Let’s Not Get Complacent as Traffic Deaths Continue to Fall in NYC
The de Blasio administration's Vision Zero policies are working. And the safer streets get, the harder the city will have to work to keep making progress.
Halfway through 2017, New York City streets are on pace for the safest year on record. In the first six months of the year, 93 people were killed in traffic, the only six-month period with fewer than 100 fatalities since recordkeeping began, according to a City Hall announcement that went out this morning. There were 210 traffic deaths during the fiscal year that ended June 30, significantly fewer than the 240 people who lost their lives in the fiscal year ending in 2011, the next-safest on record.

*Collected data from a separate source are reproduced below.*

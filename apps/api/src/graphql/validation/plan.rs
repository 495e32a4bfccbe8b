//! Lowering a parsed operation into an executable plan
//!
//! Planning resolves everything the executor should not have to think about:
//! which operation runs, variable values and their declared types, fragments
//! and `@skip`/`@include`, merging of repeated response keys, and argument
//! coercion (mutation payloads included). Every field is checked against the
//! entity graph here, so any mistake in the query is a [`ValidationError`]
//! raised before the first fetch or write.

use std::collections::HashMap;

use async_graphql::Variables;
use async_graphql_parser::types::{
    BaseType, Directive, DocumentOperations, ExecutableDocument, Field, FragmentDefinition,
    OperationDefinition, OperationType, Selection, SelectionSet, Type,
};
use async_graphql_parser::{Pos, Positioned};
use async_graphql_value::{ConstValue, Name, Value};
use serde::de::DeserializeOwned;
use uuid::Uuid;

use crate::graphql::error::ValidationError;
use crate::graphql::loaders::CallSiteId;
use crate::graphql::schema::{
    ArgumentType, EntityGraph, FieldDef, InputObject, MutationField, MutationOp, RelationEdge,
    RootAccess, RootField, ScalarField, ScalarKind, MUTATION_TYPE_NAME, ROOT_TYPE_NAME,
};
use crate::models::{EntityKey, EntityKind, MemberTypeId};
use crate::repositories::Write;

const TYPENAME_FIELD: &str = "__typename";

type PlanResult<T> = Result<T, Positioned<ValidationError>>;

/// Executable form of one operation
#[derive(Debug)]
pub struct QueryPlan {
    pub operation_name: Option<String>,
    /// Query root fields run concurrently, mutation root fields one by one
    pub operation_type: OperationType,
    pub fields: Vec<RootPlan>,
}

/// A root field of the operation, under its response key
#[derive(Debug)]
pub struct RootPlan {
    pub response_key: String,
    pub pos: Pos,
    pub node: RootNode,
}

#[derive(Debug)]
pub enum RootNode {
    /// `__typename` on the root, carrying the root type's name
    Typename(&'static str),
    /// Every record of a kind
    Collection {
        root: &'static RootField,
        selection: SelectionPlan,
    },
    /// One record by primary key
    ById {
        root: &'static RootField,
        key: EntityKey,
        selection: SelectionPlan,
    },
    /// One write, then the sub-selection on the record it returned
    Write {
        mutation: &'static MutationField,
        write: Write,
        /// `None` when the field returns `Boolean`
        selection: Option<SelectionPlan>,
    },
}

/// Fields selected on objects of one kind, in response order
#[derive(Debug)]
pub struct SelectionPlan {
    pub kind: EntityKind,
    pub fields: Vec<FieldPlan>,
}

#[derive(Debug)]
pub struct FieldPlan {
    pub response_key: String,
    pub pos: Pos,
    pub node: FieldNode,
}

#[derive(Debug)]
pub enum FieldNode {
    Typename,
    Scalar(&'static ScalarField),
    Relation {
        edge: &'static RelationEdge,
        call_site: CallSiteId,
        selection: SelectionPlan,
    },
}

impl SelectionPlan {
    /// Number of relation fields in this selection and below
    pub fn relation_count(&self) -> usize {
        self.fields
            .iter()
            .map(|field| match &field.node {
                FieldNode::Relation { selection, .. } => 1 + selection.relation_count(),
                _ => 0,
            })
            .sum()
    }
}

/// The operation a request asked to run
#[derive(Debug, Clone, Copy)]
pub struct SelectedOperation<'a> {
    pub name: Option<&'a str>,
    pub definition: &'a Positioned<OperationDefinition>,
}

Much more needs to be done to reduce the risk of death and serious injury on NYC streets, but it’s clear that the de Blasio administration has made real progress toward its Vision Zero goals. While traffic fatalities are rising nationwide, they have fallen for three years running in New York City and are continuing to drop so far this year.
NYC DOT under Polly Trottenberg deserves a lot of credit for making targeted interventions to traffic signals and street geometry at high-risk locations. It’s a testament to DOT’s engineering that traffic deaths are still falling more than a year after the city got its full allotment of 140 speed cameras up and running. We should celebrate the life-saving value of this work.

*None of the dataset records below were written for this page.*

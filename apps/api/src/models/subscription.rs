//! Subscription join record

use serde::Serialize;
use sqlx::FromRow;
use uuid::Uuid;

/// One row of the subscribers_on_authors join table
///
/// `(subscriber_id, author_id)` is unique.
#[derive(Debug, Clone, Copy, PartialEq, Eq, Hash, FromRow, Serialize)]
pub struct Subscription {
    /// User who subscribed
    pub subscriber_id: Uuid,

    /// User being followed
    pub author_id: Uuid,
}

impl Subscription {
    pub fn new(subscriber_id: Uuid, author_id: Uuid) -> Self {
        Self {
            subscriber_id,
            author_id,
        }
    }
}
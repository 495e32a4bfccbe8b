//! Query engine for Blogroll
//!
//! - [`schema`]: the static entity graph every query is checked against
//! - [`validation`]: depth limiting and planning, run before any fetch
//! - [`loaders`]: per-execution batching of relation lookups
//! - [`executor`]: resolution of a plan into a response tree

pub mod error;
pub mod executor;
pub mod loaders;
pub mod request;
pub mod response;
pub mod schema;
pub mod validation;

pub use error::{FieldError, ValidationError};
pub use executor::Executor;
pub use loaders::{BatchCoordinator, CallSiteId, LoadHandle, Related};
pub use request::ExecutionRequest;
pub use response::{ExecutionError, ExecutionResponse, PathSegment};
pub use schema::{entity_graph, EdgeId, EntityGraph};
pub use validation::MAX_QUERY_DEPTH;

Good news shouldn’t breed complacency, though, and if anything NYC will have to work even harder to keep making progress on street safety.
I think most New Yorkers would be surprised to learn that traffic deaths are on pace to fall about 20 percent this year compared to 2016. Most wide, dangerous streets haven’t fundamentally changed, and aggressive driving remains commonplace. As encouraging as the last six-month stretch has been, the lower fatality rate could be fluky. Sustaining it, let alone improving on it, won’t be easy.
Nor should progress on Vision Zero goals lessen the focus on other urgent problems with NYC’s street network. Traffic is getting worse, buses are still shedding riders, and bicycling is plateauing far below the level it could reach in NYC.
DOT has great blueprints for tackling these problems: Projects like widening the sidewalks in Midtown, building protected bike lanes on a monster two-way road like Fourth Avenue in Brooklyn, and the potential implementation of car-free busways to carry transit riders during the L train shutdown point the way forward. The unifying factor is a heightened willingness to claim significant street space from cars.
To keep making headway on Vision Zero and fix NYC’s full array of street dysfunction, DOT has to follow through on these ideas and ramp them up across the city.